Wel is daarmee in de ogen van d66 dan een belangrijke hobbel genomen. Een gewoon wetsvoorstel om de burgemeester ook echt door de inwoners van een gemeente rechtstreeks te laten kiezen, hoeft vervolgens niet twee keer langs beide Kamers. Dat er een grote meerderheid in de Tweede Kamer voor de grondwetswijziging is, wil echter niet zeggen dat diezelfde meerderheid ook voor een rechtstreeks gekozen burgemeester is. Er bestaat huiver om, zoals de sgp vorige week tijdens het debat zei, van de burgemeester ‘een politiek dier’ te maken.

Een presentator of een topsporter hoeft nog geen goed bestuurder te zijn

De burgemeester rechtstreeks laten kiezen, maar hem of haar hetzelfde mandaat geven als de huidige indirect gekozen burgemeester zou een fopspeen zijn. Wij, burgers, mogen dan naar de stembus om een kruisje te zetten bij iemand die geen politieke macht krijgt. Een ander mandaat, waarbij hij of zij bijvoorbeeld een eigen politiek programma kan uitvoeren en eigen wethouders kan meenemen, maakt van de burgemeester wel iemand met macht. Hij zou het ‘politieke dier’ worden waar niet alleen de sgp niks van moet hebben, maar ook het cda en de sp niet. Juist het niet gekozen maar onafhankelijk zijn van de burgemeester maakt de waardering voor hem of haar groot, vinden de tegenstanders. Waarmee zij dus afstand nemen van de uitkomst van het scp dat kiezers in een meerderheid voor de gekozen burgemeester zijn.

Die partijen krijgen van de voorstanders van de rechtstreeks gekozen burgemeester als weerwoord dat burgemeesters nu regenten zijn, die – op een enkeling na – behoren tot de elites van ‘oude’ politieke partijen zoals vvd, pvda en cda. Waarbij die voorstanders erop wijzen dat dit partijen zijn die kleiner zijn geworden in ledenaantal en in zetelaantal in het parlement en in de gemeenten zelf. Dat een regent als Van der Laan in Amsterdam geliefd was, zoals ook burgemeester Jozias van Aartsen dat op een Haagse, dus wat afstandelijkere manier in de Hofstad was, maakt dat dit verwijt bij de tegenstanders van de rechtstreeks gekozen burgemeester geen indruk maakt.
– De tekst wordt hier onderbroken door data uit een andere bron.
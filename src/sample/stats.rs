//! Distance-distribution statistics over a point set.

use serde::{Deserialize, Serialize};

use crate::error::{Error, Result};
use crate::geodesic::{distance_unchecked, Point};

/// Default band edges in meters: close (<100), medium (100–500), far (≥500).
pub const DEFAULT_BAND_EDGES: [f64; 2] = [100.0, 500.0];

/// Geodesic distances of every unordered pair `(i, j)`, `i < j`, in
/// lexicographic order.
pub fn pairwise_distances(points: &[Point]) -> Result<Vec<f64>> {
    for p in points {
        p.validate()?;
    }
    let n = points.len();
    let mut out = Vec::with_capacity(n * n.saturating_sub(1) / 2);
    for i in 0..n {
        for j in (i + 1)..n {
            out.push(distance_unchecked(&points[i], &points[j]));
        }
    }
    Ok(out)
}

/// Summary statistics of a set of distances, in meters.
#[derive(Debug, Clone, Copy, PartialEq, Serialize, Deserialize)]
pub struct DistanceSummary {
    /// Number of distances.
    pub count: usize,
    /// Smallest distance.
    pub min: f64,
    /// Largest distance.
    pub max: f64,
    /// Arithmetic mean.
    pub mean: f64,
    /// Median (mean of the middle two for an even count).
    pub median: f64,
}

impl DistanceSummary {
    /// Summarize `distances`. Returns `None` when there are none.
    pub fn from_distances(distances: &[f64]) -> Option<Self> {
        if distances.is_empty() {
            return None;
        }
        let mut sorted = distances.to_vec();
        sorted.sort_by(|a, b| a.total_cmp(b));

        let count = sorted.len();
        let mid = count / 2;
        let median = if count % 2 == 0 {
            (sorted[mid - 1] + sorted[mid]) / 2.0
        } else {
            sorted[mid]
        };

        Some(Self {
            count,
            min: sorted[0],
            max: sorted[count - 1],
            mean: sorted.iter().sum::<f64>() / count as f64,
            median,
        })
    }
}

/// Number of distances falling in one band `[lower, upper)`.
#[derive(Debug, Clone, Copy, PartialEq, Serialize, Deserialize)]
pub struct BandCount {
    /// Inclusive lower bound in meters.
    pub lower: f64,
    /// Exclusive upper bound in meters; `None` for the open-ended last band.
    pub upper: Option<f64>,
    /// Number of distances in the band.
    pub count: usize,
}

impl BandCount {
    /// Short label such as `<100m`, `100-500m` or `>=500m`.
    pub fn label(&self) -> String {
        match self.upper {
            Some(upper) if self.lower == 0.0 => format!("<{upper}m"),
            Some(upper) => format!("{}-{upper}m", self.lower),
            None => format!(">={}m", self.lower),
        }
    }
}

/// Caller-defined distance bands.
///
/// Edges `e0 < e1 < … < ek` define the bands `[0, e0)`, `[e0, e1)`, …,
/// `[ek, ∞)`.
#[derive(Debug, Clone, PartialEq)]
pub struct DistanceBands {
    edges: Vec<f64>,
}

impl DistanceBands {
    /// Create bands from strictly increasing, positive, finite edges.
    pub fn new(edges: Vec<f64>) -> Result<Self> {
        if edges.iter().any(|e| !e.is_finite() || *e <= 0.0) {
            return Err(Error::InvalidParameter {
                name: "bands",
                message: "edges must be positive and finite".to_string(),
            });
        }
        if edges.windows(2).any(|w| w[0] >= w[1]) {
            return Err(Error::InvalidParameter {
                name: "bands",
                message: "edges must be strictly increasing".to_string(),
            });
        }
        Ok(Self { edges })
    }

    /// Band edges in meters.
    pub fn edges(&self) -> &[f64] {
        &self.edges
    }

    /// Count `distances` per band, in band order.
    pub fn count(&self, distances: &[f64]) -> Vec<BandCount> {
        let mut bands: Vec<BandCount> = Vec::with_capacity(self.edges.len() + 1);
        let mut lower = 0.0;
        for &edge in &self.edges {
            bands.push(BandCount {
                lower,
                upper: Some(edge),
                count: 0,
            });
            lower = edge;
        }
        bands.push(BandCount {
            lower,
            upper: None,
            count: 0,
        });

        for &d in distances {
            // First edge strictly greater than d.
            let slot = self.edges.partition_point(|&e| e <= d);
            bands[slot].count += 1;
        }
        bands
    }
}

impl Default for DistanceBands {
    fn default() -> Self {
        Self {
            edges: DEFAULT_BAND_EDGES.to_vec(),
        }
    }
}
Behalve dat voorstanders goed moeten nadenken over het mandaat dat ze een gekozen burgemeester meegeven en hoe dat mandaat zich verhoudt tot de gekozen gemeenteraad moet er nog veel meer worden doordacht. Wie kan een gekozen burgemeester wegsturen? Moet een kandidaat-burgemeester al in de gemeente wonen waar hij of zij zich kandidaat stelt? Hoe voorkom je dat alleen kandidaten met veel eigen geld campagne kunnen voeren? Of dat niet-bekende Nederlanders het in de stembus bij voorbaat afleggen tegen BN’ers?

Met die laatste vraag verklap ik mijn eigen huiver daarvoor. Sommige wetenschappers zullen er ook een gebrek aan vertrouwen in de wijsheid van de kiezers in zien. Dat zij zo. Maar een winnares van het tv-programma Heel Holland bakt, een presentator van een populair lokaal radioprogramma of een topsporter hoeft nog geen goed bestuurder of politicus te zijn.

Deze voorbeelden zijn niet verzonnen, maar verwijzen naar kandidaten voor ChristenUnie, pvv en cda in Den Haag bij de komende gemeenteraadsverkiezingen. Waarmee meteen duidelijk is dat ook de gevestigde partijen er niet vies van zullen zijn BN’ers in te zetten, als het ooit tot de rechtstreeks gekozen burgemeester komt. Regenten of BN’ers? Vooralsnog de eersten. En al hebben we er niet op kunnen stemmen, toch zijn deze vaak geliefd.